Yet, those blind spots persist and get you in trouble as an adult. As adults, we have to practice seeing more clearly in order to have better boundaries.

Are effective boundaries an inner job, or an outer one?
Boundaries are intimately tied up with understanding yourself. If you have no idea who you are, what you want and what you feel, then you cannot have good boundaries.

You can download some random boundaries from some guy named John and it works for him, but it’s not going to work for you.

(This is true even if John is your dad, or your mom (Johnette) or the best lover in the world! John’s boundaries are not a blueprint for the boundaries that you need to thrive!)

You might be really good at asserting boundaries, but if the boundaries you are trying to enforce do not suit you, then they won’t work.

Similarly, you might know quite well what your boundaries are, but if you are afraid to rock the boat… then you won’t act on your boundaries and they won’t help much either.

So good boundaries require the inner work of knowing yourself well, and the outer work of speaking up for yourself and enforcing your boundaries.

The link between boundaries and childhood illusions
What happens to a lot of us is that we get taught to use John’s limits and do it the way that John does it. And John does things differently than you do. And so you think that you have to live by John’s rules or there’s something wrong with you.

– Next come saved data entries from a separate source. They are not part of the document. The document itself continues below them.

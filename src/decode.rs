//! Decoding JSON text into a [`JsonValue`].
//!
//! Text goes through [`crate::parser`] first, then [`lower`] turns the syntax tree into a value.
//! The variant order of the decode contract is string, integer, double, bool, object, array,
//! null. Only numbers can match more than one of those, so that is where the order shows up:
//! the integer reading is tried before the double reading.

use std::str::FromStr;

use chumsky::Parser;
use tracing::*;

use crate::error::DecodeError;
use crate::parser::{parser, Json};
use crate::path::JsonPath;
use crate::spanned::Spanned;
use crate::value::{JsonObject, JsonValue};

/// How deeply arrays and objects may nest in decoded text.
pub const MAX_DEPTH: usize = 128;

/// Everything learned from one decoding pass, for front ends that report diagnostics.
#[derive(Debug, Clone)]
pub struct Decoded {
    /// The syntax tree, present whenever the parser could recover enough structure.
    pub tree: Option<Spanned<Json>>,
    /// The decoded value, present only when `errors` is empty.
    pub value: Option<JsonValue>,
    pub errors: Vec<DecodeError>,
}

pub fn decode_spanned(src: &str) -> Decoded {
    // The parser recurses once per level, so reject deep input before it runs.
    if let Some(offset) = excess_nesting(src) {
        debug!(offset, "nesting limit exceeded");
        return Decoded {
            tree: None,
            value: None,
            errors: vec![DecodeError::type_mismatch(
                path_at(src, offset),
                Some(offset..offset + 1),
                format!("nesting deeper than {MAX_DEPTH} levels"),
            )],
        };
    }

    let (tree, syntax_errors) = parser().parse(src).into_output_errors();

    let mut errors: Vec<DecodeError> = syntax_errors
        .iter()
        .map(|e| {
            DecodeError::type_mismatch(
                path_at(src, e.span().start),
                Some(e.span().into_range()),
                e.to_string(),
            )
        })
        .collect();
    debug!(syntax_errors = errors.len(), recovered = tree.is_some());

    let value = match &tree {
        Some(tree) if errors.is_empty() => match lower(tree) {
            Ok(value) => Some(value),
            Err(error) => {
                errors.push(error);
                None
            }
        },
        _ => None,
    };

    Decoded {
        tree,
        value,
        errors,
    }
}

/// Decodes `src`, failing with the first error found.
pub fn decode_str(src: &str) -> Result<JsonValue, DecodeError> {
    let Decoded { value, errors, .. } = decode_spanned(src);
    if let Some(error) = errors.into_iter().next() {
        return Err(error);
    }
    value.ok_or_else(|| DecodeError::type_mismatch(JsonPath::root(), None, "not a JSON value"))
}

pub fn decode_slice(bytes: &[u8]) -> Result<JsonValue, DecodeError> {
    let src = std::str::from_utf8(bytes).map_err(|e| {
        let offset = e.valid_up_to();
        DecodeError::type_mismatch(
            JsonPath::root(),
            Some(offset..offset + e.error_len().unwrap_or(0)),
            format!("invalid UTF-8 at byte {offset}"),
        )
    })?;
    decode_str(src)
}

impl FromStr for JsonValue {
    type Err = DecodeError;

    fn from_str(s: &str) -> Result<Self, Self::Err> {
        decode_str(s)
    }
}

/// Turns a syntax tree into a value.
pub fn lower(tree: &Spanned<Json>) -> Result<JsonValue, DecodeError> {
    lower_at(tree, &mut JsonPath::root())
}

fn lower_at(node: &Spanned<Json>, path: &mut JsonPath) -> Result<JsonValue, DecodeError> {
    let mismatch = |path: &JsonPath, reason: String| {
        DecodeError::type_mismatch(path.clone(), Some(node.range()), reason)
    };

    Ok(match &node.val {
        Json::Object(_) | Json::Array(_) if path.segments().len() >= MAX_DEPTH => {
            return Err(mismatch(path, format!("nesting deeper than {MAX_DEPTH} levels")));
        }
        Json::Str(value) => JsonValue::String(value.clone()),
        Json::Num(text) => lower_number(text)
            .ok_or_else(|| mismatch(path, format!("number `{text}` is out of range")))?,
        Json::Bool(value) => JsonValue::Bool(*value),
        Json::Object(members) => {
            let mut object = JsonObject::with_capacity(members.len());
            for (key, member) in members {
                path.push_key(&key.val);
                let value = lower_at(member, path);
                path.pop();
                // A repeated key keeps its first position but takes the last value.
                object.insert(key.val.clone(), value?);
            }
            JsonValue::Object(object)
        }
        Json::Array(items) => {
            let mut array = Vec::with_capacity(items.len());
            for (index, item) in items.iter().enumerate() {
                path.push_index(index);
                let value = lower_at(item, path);
                path.pop();
                array.push(value?);
            }
            JsonValue::Array(array)
        }
        Json::Null => JsonValue::Null,
        Json::Invalid => return Err(mismatch(path, "not a JSON value".to_owned())),
    })
}

/// `i64` first, then a finite `f64`. The integer parse rejects any fraction or exponent, so
/// `3.0` and `1e2` are doubles even though their value is integral. `-0` is a double as well:
/// it has no `i64` form, and `serde_json` reports it as `-0.0`.
fn lower_number(text: &str) -> Option<JsonValue> {
    let int = text
        .parse::<i64>()
        .ok()
        .filter(|&value| value != 0 || !text.starts_with('-'));
    int.map(JsonValue::Int).or_else(|| {
        text.parse::<f64>()
            .ok()
            .filter(|value| value.is_finite())
            .map(JsonValue::Double)
    })
}

/// Offset of the first `[` or `{` that opens a level beyond [`MAX_DEPTH`].
fn excess_nesting(src: &str) -> Option<usize> {
    let mut depth = 0usize;
    let mut in_string = false;
    let mut escaped = false;
    for (offset, c) in src.char_indices() {
        if in_string {
            match c {
                _ if escaped => escaped = false,
                '\\' => escaped = true,
                '"' => in_string = false,
                _ => {}
            }
            continue;
        }
        match c {
            '"' => in_string = true,
            '[' | '{' => {
                depth += 1;
                if depth > MAX_DEPTH {
                    return Some(offset);
                }
            }
            ']' | '}' => depth = depth.saturating_sub(1),
            _ => {}
        }
    }
    None
}

enum Frame {
    Object { key: Option<String>, in_value: bool },
    Array { index: usize },
}

/// Works out which value `offset` falls into by scanning the text before it.
///
/// This has to cope with input that failed to parse, so it only tracks brackets, keys and
/// commas. An offset inside an object key resolves to the enclosing object.
fn path_at(src: &str, offset: usize) -> JsonPath {
    let prefix = src.get(..offset).unwrap_or(src);
    let mut frames: Vec<Frame> = Vec::new();
    let mut chars = prefix.char_indices();

    while let Some((start, c)) = chars.next() {
        match c {
            '"' => {
                let mut escaped = false;
                let mut end = None;
                for (i, c) in chars.by_ref() {
                    if escaped {
                        escaped = false;
                    } else if c == '\\' {
                        escaped = true;
                    } else if c == '"' {
                        end = Some(i);
                        break;
                    }
                }
                // Unterminated: the offset is inside this string.
                let Some(end) = end else { break };
                if let Some(Frame::Object {
                    key,
                    in_value: false,
                }) = frames.last_mut()
                {
                    let quoted = &prefix[start..=end];
                    *key = Some(
                        serde_json::from_str(quoted)
                            .unwrap_or_else(|_| quoted[1..quoted.len() - 1].to_owned()),
                    );
                }
            }
            '{' => frames.push(Frame::Object {
                key: None,
                in_value: false,
            }),
            '[' => frames.push(Frame::Array { index: 0 }),
            '}' | ']' => {
                frames.pop();
            }
            ':' => {
                if let Some(Frame::Object { in_value, .. }) = frames.last_mut() {
                    *in_value = true;
                }
            }
            ',' => match frames.last_mut() {
                Some(Frame::Object { key, in_value }) => {
                    *key = None;
                    *in_value = false;
                }
                Some(Frame::Array { index }) => *index += 1,
                None => {}
            },
            _ => {}
        }
    }

    let mut path = JsonPath::root();
    for frame in frames {
        match frame {
            Frame::Object {
                key: Some(key),
                in_value: true,
            } => path.push_key(&key),
            Frame::Object { .. } => break,
            Frame::Array { index } => path.push_index(index),
        }
    }
    path
}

Yet, your boundaries are always very personal. It’s always about you. You cannot have good boundaries if you don’t know yourself. So when I work with clients, I really help them tune in, connect back in and understand and claim what they really need. This also means learning to trust your intuition.

Boundaries disappear when our illusions creep in. Chances are, you have hopes and dreams that will never be, especially about other people.

You think maybe if I will just do more of this, they will do more of that (even though they’ve shown you time and time again that they never do that).

In those moments, your boundaries just skedaddle. You think: “no, no, no, no, no, I don’t need any boundaries, I just need to think positively, have a good attitude and just try harder and do the same darn thing again and again and again”.

Without your intuition and without being connected to your emotions, your brain will just go off into LaLaLand and your boundaries go out the window. Or rather – instead of having boundaries, you will have a house with wide open windows.

What if you can’t set any boundaries? Like – it just won’t work?
You are the one managing your boundaries. There is always a way! The only thing is: you may not like the options that you have. This where people often get stuck, they don’t like the options they have, so they pretend they have no options.

Having boundaries means making a decision based on your available options.

By the way – sometimes your options are to learn more about self care and setting healthy boundaries! Learning new self-care skills is one of the smartest ways to invest in your well-being and success in the world. Especially when you’re practicing everything you know and it’s just not working.

Chances are – there is a blind spot somewhere but because it is your blind spot, you won’t be able to find it on your own!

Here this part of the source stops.